YOUR TASK:
Report, as a single figure, how many lines in the records below include "base".

SOURCE DATA:
::::::

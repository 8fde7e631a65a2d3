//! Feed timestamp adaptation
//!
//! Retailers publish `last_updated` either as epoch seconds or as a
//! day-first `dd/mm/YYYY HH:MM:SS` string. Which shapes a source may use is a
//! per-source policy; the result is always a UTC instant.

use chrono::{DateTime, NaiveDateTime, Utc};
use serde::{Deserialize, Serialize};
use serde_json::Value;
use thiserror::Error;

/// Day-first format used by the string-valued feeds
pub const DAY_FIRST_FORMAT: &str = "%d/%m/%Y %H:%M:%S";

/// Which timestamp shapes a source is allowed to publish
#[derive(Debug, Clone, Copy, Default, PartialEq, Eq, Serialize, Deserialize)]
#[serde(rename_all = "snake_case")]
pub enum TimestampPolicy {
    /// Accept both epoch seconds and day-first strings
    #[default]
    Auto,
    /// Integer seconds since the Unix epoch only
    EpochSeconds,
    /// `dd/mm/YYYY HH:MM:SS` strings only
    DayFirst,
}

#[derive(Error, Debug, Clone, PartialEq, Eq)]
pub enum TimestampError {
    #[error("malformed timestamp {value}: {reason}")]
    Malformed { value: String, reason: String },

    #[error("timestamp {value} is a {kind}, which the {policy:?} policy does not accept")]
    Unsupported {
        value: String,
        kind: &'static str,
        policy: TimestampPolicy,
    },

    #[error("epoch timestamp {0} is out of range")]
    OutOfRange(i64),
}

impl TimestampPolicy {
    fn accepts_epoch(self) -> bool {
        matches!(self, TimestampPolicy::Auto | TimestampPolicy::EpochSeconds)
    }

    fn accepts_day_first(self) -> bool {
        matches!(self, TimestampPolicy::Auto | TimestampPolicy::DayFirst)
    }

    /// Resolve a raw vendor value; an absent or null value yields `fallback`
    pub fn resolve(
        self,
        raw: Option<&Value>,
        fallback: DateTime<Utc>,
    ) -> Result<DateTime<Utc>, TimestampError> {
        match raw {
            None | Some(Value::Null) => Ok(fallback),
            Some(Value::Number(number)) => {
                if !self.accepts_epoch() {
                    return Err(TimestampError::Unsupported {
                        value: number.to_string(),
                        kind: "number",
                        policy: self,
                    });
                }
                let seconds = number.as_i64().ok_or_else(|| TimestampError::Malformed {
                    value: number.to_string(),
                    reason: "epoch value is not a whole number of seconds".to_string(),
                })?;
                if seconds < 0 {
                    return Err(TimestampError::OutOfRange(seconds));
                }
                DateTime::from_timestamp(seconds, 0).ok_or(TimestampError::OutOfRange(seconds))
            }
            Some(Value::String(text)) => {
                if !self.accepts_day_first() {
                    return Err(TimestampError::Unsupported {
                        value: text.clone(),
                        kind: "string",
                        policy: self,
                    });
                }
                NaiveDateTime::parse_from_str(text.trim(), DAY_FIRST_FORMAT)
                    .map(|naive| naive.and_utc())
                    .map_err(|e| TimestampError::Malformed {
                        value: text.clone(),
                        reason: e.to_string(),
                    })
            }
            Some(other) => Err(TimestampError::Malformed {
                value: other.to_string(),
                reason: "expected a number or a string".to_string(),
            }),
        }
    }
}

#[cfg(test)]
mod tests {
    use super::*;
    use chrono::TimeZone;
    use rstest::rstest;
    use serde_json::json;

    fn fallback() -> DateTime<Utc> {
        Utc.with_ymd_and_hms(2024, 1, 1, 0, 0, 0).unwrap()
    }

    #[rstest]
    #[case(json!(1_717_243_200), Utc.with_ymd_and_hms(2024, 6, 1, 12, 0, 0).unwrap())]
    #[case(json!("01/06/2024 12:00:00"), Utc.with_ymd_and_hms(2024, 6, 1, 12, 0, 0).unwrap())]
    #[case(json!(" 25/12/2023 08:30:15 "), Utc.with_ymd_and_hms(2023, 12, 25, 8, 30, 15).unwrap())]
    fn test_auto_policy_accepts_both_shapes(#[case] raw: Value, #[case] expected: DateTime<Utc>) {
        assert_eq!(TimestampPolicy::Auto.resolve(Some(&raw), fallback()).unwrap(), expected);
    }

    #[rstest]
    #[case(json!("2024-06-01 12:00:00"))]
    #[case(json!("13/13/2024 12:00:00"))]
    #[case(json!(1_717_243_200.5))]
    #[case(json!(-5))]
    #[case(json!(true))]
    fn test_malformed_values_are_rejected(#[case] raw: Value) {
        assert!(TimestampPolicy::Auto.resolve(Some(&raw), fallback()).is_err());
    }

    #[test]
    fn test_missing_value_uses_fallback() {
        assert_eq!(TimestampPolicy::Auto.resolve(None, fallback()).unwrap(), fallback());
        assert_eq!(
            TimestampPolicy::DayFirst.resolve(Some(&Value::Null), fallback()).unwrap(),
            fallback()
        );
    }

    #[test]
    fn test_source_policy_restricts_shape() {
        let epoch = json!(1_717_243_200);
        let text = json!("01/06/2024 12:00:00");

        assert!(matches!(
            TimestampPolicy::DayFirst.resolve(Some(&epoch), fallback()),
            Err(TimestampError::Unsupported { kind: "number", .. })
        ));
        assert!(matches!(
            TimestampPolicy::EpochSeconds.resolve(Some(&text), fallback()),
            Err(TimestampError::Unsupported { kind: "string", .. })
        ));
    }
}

::::::

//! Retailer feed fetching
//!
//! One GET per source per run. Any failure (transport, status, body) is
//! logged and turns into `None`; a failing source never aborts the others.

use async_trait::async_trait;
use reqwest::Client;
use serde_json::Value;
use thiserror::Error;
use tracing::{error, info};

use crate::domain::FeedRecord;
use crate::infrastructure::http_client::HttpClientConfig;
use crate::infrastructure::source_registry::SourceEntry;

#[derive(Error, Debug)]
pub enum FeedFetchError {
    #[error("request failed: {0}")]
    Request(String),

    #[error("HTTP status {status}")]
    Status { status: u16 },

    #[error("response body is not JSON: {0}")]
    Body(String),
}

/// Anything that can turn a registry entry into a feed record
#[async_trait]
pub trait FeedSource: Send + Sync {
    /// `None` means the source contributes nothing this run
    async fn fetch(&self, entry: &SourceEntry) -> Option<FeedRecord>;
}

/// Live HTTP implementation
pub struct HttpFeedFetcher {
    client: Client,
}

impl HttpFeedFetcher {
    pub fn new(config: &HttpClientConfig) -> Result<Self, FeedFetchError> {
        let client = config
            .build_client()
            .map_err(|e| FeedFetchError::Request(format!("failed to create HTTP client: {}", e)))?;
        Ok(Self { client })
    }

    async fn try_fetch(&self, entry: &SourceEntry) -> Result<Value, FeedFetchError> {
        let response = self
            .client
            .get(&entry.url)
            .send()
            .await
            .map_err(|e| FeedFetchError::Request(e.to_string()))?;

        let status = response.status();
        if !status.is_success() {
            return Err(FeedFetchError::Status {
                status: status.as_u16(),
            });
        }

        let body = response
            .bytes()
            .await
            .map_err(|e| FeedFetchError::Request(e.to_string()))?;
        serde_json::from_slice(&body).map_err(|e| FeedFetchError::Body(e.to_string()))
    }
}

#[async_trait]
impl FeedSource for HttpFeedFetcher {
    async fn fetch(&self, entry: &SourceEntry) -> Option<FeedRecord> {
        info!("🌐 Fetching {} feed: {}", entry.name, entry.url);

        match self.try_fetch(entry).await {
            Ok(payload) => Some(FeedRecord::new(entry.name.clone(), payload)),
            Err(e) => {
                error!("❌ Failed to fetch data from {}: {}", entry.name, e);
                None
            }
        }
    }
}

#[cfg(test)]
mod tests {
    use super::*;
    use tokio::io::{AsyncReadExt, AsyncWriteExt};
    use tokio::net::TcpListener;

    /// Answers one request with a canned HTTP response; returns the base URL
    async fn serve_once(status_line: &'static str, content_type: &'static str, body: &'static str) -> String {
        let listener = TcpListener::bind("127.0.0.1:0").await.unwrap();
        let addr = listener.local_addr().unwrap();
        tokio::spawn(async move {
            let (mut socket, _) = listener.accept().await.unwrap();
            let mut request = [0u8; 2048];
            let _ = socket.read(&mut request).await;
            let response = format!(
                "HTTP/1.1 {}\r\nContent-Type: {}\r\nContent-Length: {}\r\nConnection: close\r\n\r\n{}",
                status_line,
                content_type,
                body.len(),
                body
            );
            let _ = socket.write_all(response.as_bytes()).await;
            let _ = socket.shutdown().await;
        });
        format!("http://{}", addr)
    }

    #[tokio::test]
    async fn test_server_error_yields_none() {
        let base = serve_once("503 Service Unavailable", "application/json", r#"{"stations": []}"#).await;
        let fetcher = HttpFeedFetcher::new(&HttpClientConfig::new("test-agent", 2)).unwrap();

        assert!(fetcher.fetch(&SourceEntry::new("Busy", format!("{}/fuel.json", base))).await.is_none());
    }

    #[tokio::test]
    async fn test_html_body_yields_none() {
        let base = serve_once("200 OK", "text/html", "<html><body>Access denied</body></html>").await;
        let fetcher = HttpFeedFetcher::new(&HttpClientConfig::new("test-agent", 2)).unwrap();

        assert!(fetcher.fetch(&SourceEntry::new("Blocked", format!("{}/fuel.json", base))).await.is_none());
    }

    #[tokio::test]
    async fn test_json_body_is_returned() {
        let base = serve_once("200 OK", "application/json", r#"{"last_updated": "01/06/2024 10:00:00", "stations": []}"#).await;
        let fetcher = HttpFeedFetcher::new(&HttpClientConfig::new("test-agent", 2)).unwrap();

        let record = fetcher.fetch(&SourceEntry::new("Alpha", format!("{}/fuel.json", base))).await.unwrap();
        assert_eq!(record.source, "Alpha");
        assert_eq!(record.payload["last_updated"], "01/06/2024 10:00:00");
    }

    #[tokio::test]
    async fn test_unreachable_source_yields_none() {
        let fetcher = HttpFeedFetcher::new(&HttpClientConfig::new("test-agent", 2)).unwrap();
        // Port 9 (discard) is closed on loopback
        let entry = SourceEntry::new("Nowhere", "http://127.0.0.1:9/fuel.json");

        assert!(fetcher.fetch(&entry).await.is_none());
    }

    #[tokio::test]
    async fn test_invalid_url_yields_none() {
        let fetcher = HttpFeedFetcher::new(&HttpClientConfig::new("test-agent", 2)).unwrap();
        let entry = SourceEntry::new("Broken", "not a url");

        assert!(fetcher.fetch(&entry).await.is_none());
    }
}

::::::

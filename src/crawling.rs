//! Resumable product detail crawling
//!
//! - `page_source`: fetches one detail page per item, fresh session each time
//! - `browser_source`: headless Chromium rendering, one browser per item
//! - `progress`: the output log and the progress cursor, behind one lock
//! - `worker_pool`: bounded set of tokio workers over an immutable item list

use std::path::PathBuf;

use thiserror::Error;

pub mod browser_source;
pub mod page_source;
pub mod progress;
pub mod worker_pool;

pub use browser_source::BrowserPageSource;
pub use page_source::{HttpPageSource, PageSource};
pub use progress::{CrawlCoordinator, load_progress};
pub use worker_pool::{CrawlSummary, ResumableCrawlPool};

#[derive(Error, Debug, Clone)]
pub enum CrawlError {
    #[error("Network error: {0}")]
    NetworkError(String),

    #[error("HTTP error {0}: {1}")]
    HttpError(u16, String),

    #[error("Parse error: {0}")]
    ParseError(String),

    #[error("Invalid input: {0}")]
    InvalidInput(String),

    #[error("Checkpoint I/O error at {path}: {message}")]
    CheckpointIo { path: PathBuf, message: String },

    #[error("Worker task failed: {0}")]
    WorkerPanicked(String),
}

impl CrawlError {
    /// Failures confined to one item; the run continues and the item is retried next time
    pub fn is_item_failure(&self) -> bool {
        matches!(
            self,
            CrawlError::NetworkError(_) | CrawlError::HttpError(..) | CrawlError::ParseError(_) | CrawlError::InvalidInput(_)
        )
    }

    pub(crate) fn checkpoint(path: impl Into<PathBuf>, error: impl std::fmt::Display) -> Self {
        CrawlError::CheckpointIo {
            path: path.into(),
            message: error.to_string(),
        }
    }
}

::::::

SOLUTION TO THIS PROBLEM:
7